**What you will do:** Please output each entry in the material beneath exactly as shown.

---

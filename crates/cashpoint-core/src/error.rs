//! Shared error type for the protocol and domain layers.
//!
//! Frame-level and domain-validation failures are reported through one enum
//! so the protocol crate and the drivers agree on what a malformed frame or
//! an invalid denomination looks like. Layer-specific failures (transport
//! timeouts, device faults, session faults) live in their own crates.

use thiserror::Error;

/// Result type alias for core operations.
pub type Result<T> = std::result::Result<T, Error>;

/// Errors produced by frame parsing and domain-type validation.
#[derive(Debug, Error)]
pub enum Error {
    /// A byte at a fixed header position did not match the protocol.
    #[error("framing error at {position}: expected {expected:#04x}, got {found:#04x}")]
    UnexpectedByte {
        /// Which header position was being read.
        position: &'static str,
        /// The byte the protocol requires at that position.
        expected: u8,
        /// The byte actually received.
        found: u8,
    },

    /// The length field is outside the legal range.
    #[error("invalid length field {len} (allowed {min}..={max})")]
    InvalidLength { len: usize, min: usize, max: usize },

    /// The declared length does not match the serialized body.
    #[error("length mismatch: declared {declared}, body carries {actual}")]
    LengthMismatch { declared: usize, actual: usize },

    /// XOR checksum over the frame did not verify.
    #[error("checksum mismatch: expected {expected:#04x}, got {actual:#04x}")]
    ChecksumMismatch { expected: u8, actual: u8 },

    /// A frame terminator was missing where the length field placed it.
    #[error("missing ETX terminator, found {found:#04x}")]
    MissingEtx { found: u8 },

    /// Unknown command code byte.
    #[error("invalid command code {code:#04x}")]
    InvalidCommandCode { code: u8 },

    /// A response body was too short or carried an unknown status tag.
    #[error("malformed response: {message}")]
    MalformedResponse { message: String },

    /// A frame payload exceeds the protocol maximum.
    #[error("payload too large: {len} bytes (max {max})")]
    PayloadTooLarge { len: usize, max: usize },

    /// Domain validation failure on a denomination, plan, or batch.
    #[error("invalid denomination data: {message}")]
    InvalidDenomination { message: String },

    /// Generic I/O failure bubbling up from the byte stream.
    #[error("I/O error: {0}")]
    Io(#[from] std::io::Error),
}

impl Error {
    /// Create a malformed-response error.
    pub fn malformed_response(message: impl Into<String>) -> Self {
        Self::MalformedResponse {
            message: message.into(),
        }
    }

    /// Create an invalid-denomination error.
    pub fn invalid_denomination(message: impl Into<String>) -> Self {
        Self::InvalidDenomination {
            message: message.into(),
        }
    }

    /// True when the failure is a checksum mismatch, which the transport
    /// recovers from with a NAK/retransmit cycle rather than failing the
    /// call outright.
    pub fn is_checksum(&self) -> bool {
        matches!(self, Self::ChecksumMismatch { .. })
    }
}
impl Frame {
    /// Build a command frame.
    ///
    /// # Errors
    ///
    /// Returns [`Error::PayloadTooLarge`] when the payload exceeds
    /// [`MAX_PAYLOAD_LEN`].
    pub fn new(
        address: u8,
        command: CommandCode,
        parameter: u8,
        payload: &[u8],
    ) -> Result<Self> {
        if payload.len() > MAX_PAYLOAD_LEN {
            return Err(Error::PayloadTooLarge {
                len: payload.len(),
                max: MAX_PAYLOAD_LEN,
            });
        }
        Ok(Self {
            address,
            command,
            parameter,
            payload: Bytes::copy_from_slice(payload),
        })
    }

    /// Device address this frame is directed at.
    #[must_use]
    pub fn address(&self) -> u8 {
        self.address
    }

    /// Command code.
    #[must_use]
    pub fn command(&self) -> CommandCode {
        self.command
    }

    /// Command parameter byte.
    #[must_use]
    pub fn parameter(&self) -> u8 {
        self.parameter
    }

    /// Payload bytes (excluding CMD/PARAM).
    #[must_use]
    pub fn payload(&self) -> &[u8] {
        &self.payload
    }

    /// Serialize to wire bytes, appending the checksum.
    #[must_use]
    pub fn encode(&self) -> Bytes {
        let len = self.payload.len() + LEN_BASE;
        let mut buf = BytesMut::with_capacity(len + FRAME_OVERHEAD);

        buf.put_u8(STX);
        buf.put_u8(self.address);
        buf.put_u16(len as u16);
        buf.put_u8(self.command.as_u8());
        buf.put_u8(self.parameter);
        buf.put_slice(&self.payload);
        buf.put_u8(ETX);
        let checksum = bcc(&buf);
        buf.put_u8(checksum);

        buf.freeze()
    }

    /// Parse a complete command frame from wire bytes.
    ///
    /// Used by device-side code (the mock cash unit) and round-trip tests;
    /// the host side receives responses through the incremental wire
    /// decoder instead.
    ///
    /// # Errors
    ///
    /// Any header deviation, length inconsistency, missing terminator, or
    /// checksum mismatch is a typed [`Error`]; parsing never panics on
    /// malformed input.
    pub fn parse(bytes: &[u8]) -> Result<Self> {
        if bytes.len() < MIN_LEN_FIELD + FRAME_OVERHEAD {
            return Err(Error::LengthMismatch {
                declared: MIN_LEN_FIELD,
                actual: bytes.len(),
            });
        }
        if bytes[0] != STX {
            return Err(Error::UnexpectedByte {
                position: "STX",
                expected: STX,
                found: bytes[0],
            });
        }

        let address = bytes[1];
        let len = usize::from(u16::from_be_bytes([bytes[2], bytes[3]]));
        if !(MIN_LEN_FIELD..=MAX_LEN_FIELD).contains(&len) {
            return Err(Error::InvalidLength {
                len,
                min: MIN_LEN_FIELD,
                max: MAX_LEN_FIELD,
            });
        }
        if bytes.len() != len + FRAME_OVERHEAD {
            return Err(Error::LengthMismatch {
                declared: len + FRAME_OVERHEAD,
                actual: bytes.len(),
            });
        }

        let etx_pos = 4 + len - 1;
        if bytes[etx_pos] != ETX {
            return Err(Error::MissingEtx {
                found: bytes[etx_pos],
            });
        }

        let expected = bcc(&bytes[..etx_pos + 1]);
        let actual = bytes[etx_pos + 1];
        if expected != actual {
            return Err(Error::ChecksumMismatch { expected, actual });
        }

        let command = CommandCode::from_u8(bytes[4])?;
        let parameter = bytes[5];
        let payload = &bytes[6..etx_pos];

        Frame::new(address, command, parameter, payload)
    }
}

---

**Exercise result:**
filename crates/cashpoint-core/src/error.rs
//! Shared error type for the protocol and domain layers.
//!
//! Frame-level and domain-validation failures are reported through one enum
//! so the protocol crate and the drivers agree on what a malformed frame or
//! an invalid denomination looks like. Layer-specific failures (transport
//! timeouts, device faults, session faults) live in their own crates.

use thiserror::Error;

/// Result type alias for core operations.
pub type Result<T> = std::result::Result<T, Error>;

/// Errors produced by frame parsing and domain-type validation.
#[derive(Debug, Error)]
pub enum Error {
    /// A byte at a fixed header position did not match the protocol.
    #[error("framing error at {position}: expected {expected:#04x}, got {found:#04x}")]
    UnexpectedByte {
        /// Which header position was being read.
        position: &'static str,
        /// The byte the protocol requires at that position.
        expected: u8,
        /// The byte actually received.
        found: u8,
    },

    /// The length field is outside the legal range.
    #[error("invalid length field {len} (allowed {min}..={max})")]
    InvalidLength { len: usize, min: usize, max: usize },

    /// The declared length does not match the serialized body.
    #[error("length mismatch: declared {declared}, body carries {actual}")]
    LengthMismatch { declared: usize, actual: usize },

    /// XOR checksum over the frame did not verify.
    #[error("checksum mismatch: expected {expected:#04x}, got {actual:#04x}")]
    ChecksumMismatch { expected: u8, actual: u8 },

    /// A frame terminator was missing where the length field placed it.
    #[error("missing ETX terminator, found {found:#04x}")]
    MissingEtx { found: u8 },

    /// Unknown command code byte.
    #[error("invalid command code {code:#04x}")]
    InvalidCommandCode { code: u8 },

    /// A response body was too short or carried an unknown status tag.
    #[error("malformed response: {message}")]
    MalformedResponse { message: String },

    /// A frame payload exceeds the protocol maximum.
    #[error("payload too large: {len} bytes (max {max})")]
    PayloadTooLarge { len: usize, max: usize },

    /// Domain validation failure on a denomination, plan, or batch.
    #[error("invalid denomination data: {message}")]
    InvalidDenomination { message: String },

    /// Generic I/O failure bubbling up from the byte stream.
    #[error("I/O error: {0}")]
    Io(#[from] std::io::Error),
}

impl Error {
    /// Create a malformed-response error.
    pub fn malformed_response(message: impl Into<String>) -> Self {
        Self::MalformedResponse {
            message: message.into(),
        }
    }

    /// Create an invalid-denomination error.
    pub fn invalid_denomination(message: impl Into<String>) -> Self {
        Self::InvalidDenomination {
            message: message.into(),
        }
    }

    /// True when the failure is a checksum mismatch, which the transport
    /// recovers from with a NAK/retransmit cycle rather than failing the
    /// call outright.
    pub fn is_checksum(&self) -> bool {
        matches!(self, Self::ChecksumMismatch { .. })
    }
}
impl Frame {
    /// Build a command frame.
    ///
    /// # Errors
    ///
    /// Returns [`Error::PayloadTooLarge`] when the payload exceeds
    /// [`MAX_PAYLOAD_LEN`].
    pub fn new(
        address: u8,
        command: CommandCode,
        parameter: u8,
        payload: &[u8],
    ) -> Result<Self> {
        if payload.len() > MAX_PAYLOAD_LEN {
            return Err(Error::PayloadTooLarge {
                len: payload.len(),
                max: MAX_PAYLOAD_LEN,
            });
        }
        Ok(Self {
            address,
            command,
            parameter,
            payload: Bytes::copy_from_slice(payload),
        })
    }

    /// Device address this frame is directed at.
    #[must_use]
    pub fn address(&self) -> u8 {
        self.address
    }

    /// Command code.
    #[must_use]
    pub fn command(&self) -> CommandCode {
        self.command
    }

    /// Command parameter byte.
    #[must_use]
    pub fn parameter(&self) -> u8 {
        self.parameter
    }

    /// Payload bytes (excluding CMD/PARAM).
    #[must_use]
    pub fn payload(&self) -> &[u8] {
        &self.payload
    }

    /// Serialize to wire bytes, appending the checksum.
    #[must_use]
    pub fn encode(&self) -> Bytes {
        let len = self.payload.len() + LEN_BASE;
        let mut buf = BytesMut::with_capacity(len + FRAME_OVERHEAD);

        buf.put_u8(STX);
        buf.put_u8(self.address);
        buf.put_u16(len as u16);
        buf.put_u8(self.command.as_u8());
        buf.put_u8(self.parameter);
        buf.put_slice(&self.payload);
        buf.put_u8(ETX);
        let checksum = bcc(&buf);
        buf.put_u8(checksum);

        buf.freeze()
    }

    /// Parse a complete command frame from wire bytes.
    ///
    /// Used by device-side code (the mock cash unit) and round-trip tests;
    /// the host side receives responses through the incremental wire
    /// decoder instead.
    ///
    /// # Errors
    ///
    /// Any header deviation, length inconsistency, missing terminator, or
    /// checksum mismatch is a typed [`Error`]; parsing never panics on
    /// malformed input.
    pub fn parse(bytes: &[u8]) -> Result<Self> {
        if bytes.len() < MIN_LEN_FIELD + FRAME_OVERHEAD {
            return Err(Error::LengthMismatch {
                declared: MIN_LEN_FIELD,
                actual: bytes.len(),
            });
        }
        if bytes[0] != STX {
            return Err(Error::UnexpectedByte {
                position: "STX",
                expected: STX,
                found: bytes[0],
            });
        }

        let address = bytes[1];
        let len = usize::from(u16::from_be_bytes([bytes[2], bytes[3]]));
        if !(MIN_LEN_FIELD..=MAX_LEN_FIELD).contains(&len) {
            return Err(Error::InvalidLength {
                len,
                min: MIN_LEN_FIELD,
                max: MAX_LEN_FIELD,
            });
        }
        if bytes.len() != len + FRAME_OVERHEAD {
            return Err(Error::LengthMismatch {
                declared: len + FRAME_OVERHEAD,
                actual: bytes.len(),
            });
        }

        let etx_pos = 4 + len - 1;
        if bytes[etx_pos] != ETX {
            return Err(Error::MissingEtx {
                found: bytes[etx_pos],
            });
        }

        let expected = bcc(&bytes[..etx_pos + 1]);
        let actual = bytes[etx_pos + 1];
        if expected != actual {
            return Err(Error::ChecksumMismatch { expected, actual });
        }

        let command = CommandCode::from_u8(bytes[4])?;
        let parameter = bytes[5];
        let payload = &bytes[6..etx_pos];

        Frame::new(address, command, parameter, payload)
    }
}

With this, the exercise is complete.